21 Juin 2018

Algérie: L'Etat veille à assurer la disponibilité quantitative et qualitative des médicaments

Le ministre de la Santé, de la Population et de la Réforme hospitalière, Pr. Mokhtar Hasbellaoui a affirmé, jeudi à Alger, que l'Etat veillait à assurer la disponibilité quantitative et qualitative des médicaments.

Le ministre qui répondait aux questions de deux membres du Conseil de la nation concernant la mise en place d'une nouvelle base pour la production de certains médicaments au niveau local après le retrait de certains de ces médicaments des marchés internationaux, et les solutions et mécanismes à même de mettre fin au monopole dans le domaine pharmaceutique, a précisé que " l'Etat a toujours veillé à assurer la disponibilité quantitative et qualitative des médicaments".

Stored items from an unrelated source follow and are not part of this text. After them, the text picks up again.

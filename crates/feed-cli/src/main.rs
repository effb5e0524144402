//! 시장 데이터 피드 CLI.
//!
//! # 사용 예시
//!
//! ```bash
//! # BTC 호가창 구독
//! feed watch order-book --coin BTC
//!
//! # 1분 캔들 구독
//! feed watch candle --coin ETH --interval 1m
//!
//! # 계좌 마진 폴링
//! feed poll --address 0xabc...
//!
//! # 현재 설정 출력
//! feed config
//! ```

use clap::{Parser, Subcommand};
use feed_core::{init_logging, AppConfig, ChannelName, LogConfig};
use std::path::PathBuf;

mod commands;

use commands::poll::PollOptions;
use commands::watch::WatchOptions;

#[derive(Parser)]
#[command(name = "feed")]
#[command(about = "Real-time market feed client", long_about = None)]
#[command(version)]
struct Cli {
    #[command(subcommand)]
    command: Commands,

    /// 설정 파일 (기본: config/default.toml, 없으면 기본값)
    #[arg(short, long, global = true)]
    config: Option<PathBuf>,

    /// 로그 레벨 (trace, debug, info, warn, error). 설정 파일보다 우선
    #[arg(long, global = true)]
    log_level: Option<String>,
}

#[derive(Subcommand)]
enum Commands {
    /// 채널을 구독하고 디코딩된 레코드를 출력
    Watch {
        /// 채널 이름 (order-book, order-book-trades, user-fills, candle, ...)
        channel: ChannelName,

        /// 심볼 (예: BTC)
        #[arg(long)]
        coin: Option<String>,

        /// 사용자 주소
        #[arg(long)]
        user: Option<String>,

        /// 캔들 간격 (예: 1m, 15m, 1h)
        #[arg(long)]
        interval: Option<String>,

        /// 같은 채널의 기존 구독을 대체
        #[arg(long, default_value = "false")]
        single: bool,
    },

    /// 계좌 마진을 주기적으로 조회
    Poll {
        /// 계좌 주소
        #[arg(short, long)]
        address: String,

        /// 한 번만 조회하고 종료
        #[arg(long, default_value = "false")]
        once: bool,
    },

    /// 적용된 설정을 JSON으로 출력
    Config,
}

#[tokio::main]
async fn main() -> anyhow::Result<()> {
    let cli = Cli::parse();

    let mut config = match &cli.config {
        Some(path) => AppConfig::load(Some(path))?,
        None => AppConfig::load_default()?,
    };
    if let Some(level) = cli.log_level {
        config.logging.level = level;
    }

    init_logging(LogConfig::from_logging_config(&config.logging))
        .map_err(|e| anyhow::anyhow!("Failed to initialize logging: {}", e))?;

    match cli.command {
        Commands::Watch {
            channel,
            coin,
            user,
            interval,
            single,
        } => {
            let options = WatchOptions {
                channel,
                coin,
                user,
                interval,
                single,
            };
            commands::watch::run(config, options).await?;
        }
        Commands::Poll { address, once } => {
            commands::poll::run(config, PollOptions { address, once }).await?;
        }
        Commands::Config => {
            println!("{}", serde_json::to_string_pretty(&config)?);
        }
    }

    Ok(())
}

Il a, par ailleurs, affirmé que l'importation et la production de médicaments en Algérie " sont soumises à des instructions strictes et l'Etat a œuvré à la promotion des médicaments génériques et l'interdiction de l'importation de ceux produits localement, ce qui a permis de porter à plus de 70 % la production de ce type de médicaments ".

Ces mesures ont également permis "une concurrence entre les producteurs locaux et la fin du monopole, ce qui constitue une valeur ajoutée qui a érigé l'Algérie au rang des pays exportateurs de cette matière vitale".

Concernant les matières premières nécessaires à la production pharmaceutique, le ministre a indiqué que "la suspension de l'importation de ces matières est soumise à un programme étudié tenant compte des besoins nationaux conformément à un cahier de charges spécifique", réaffirmant que "l'importation de ces produits par les producteurs locaux se fait en fonction de leur capacités financières et des besoins exprimés".

S'agissant des médicaments produits localement ou commercialisés en Algérie en dépit de leur retrait par d'autres parties, M. Hasbellaoui a indiqué que "la nomenclature nationale de l'importation des médicaments est révisée de manière régulière par un comité d'experts", ajoutant que "le retrait de certains médicaments par les pays producteurs ne signifie pas leur invalidité mais pour de simples raisons commerciales, et ils ne peuvent pas être retirés du marché national sauf dans le cas où la commission compétente approuve leur inefficacité, seul critère retenu par l'Algérie".

Il a souligné, par ailleurs, que "la commercialisation de médicaments de manière illégale expose les pharmaciens à la fermeture de leurs locaux et à d'autres sanctions judiciaires", rappelant à titre d'exemple, "la fermeture d'une unité de production locale pour non respect des conditions nécessaires" et ce pour la protection de la santé du citoyen.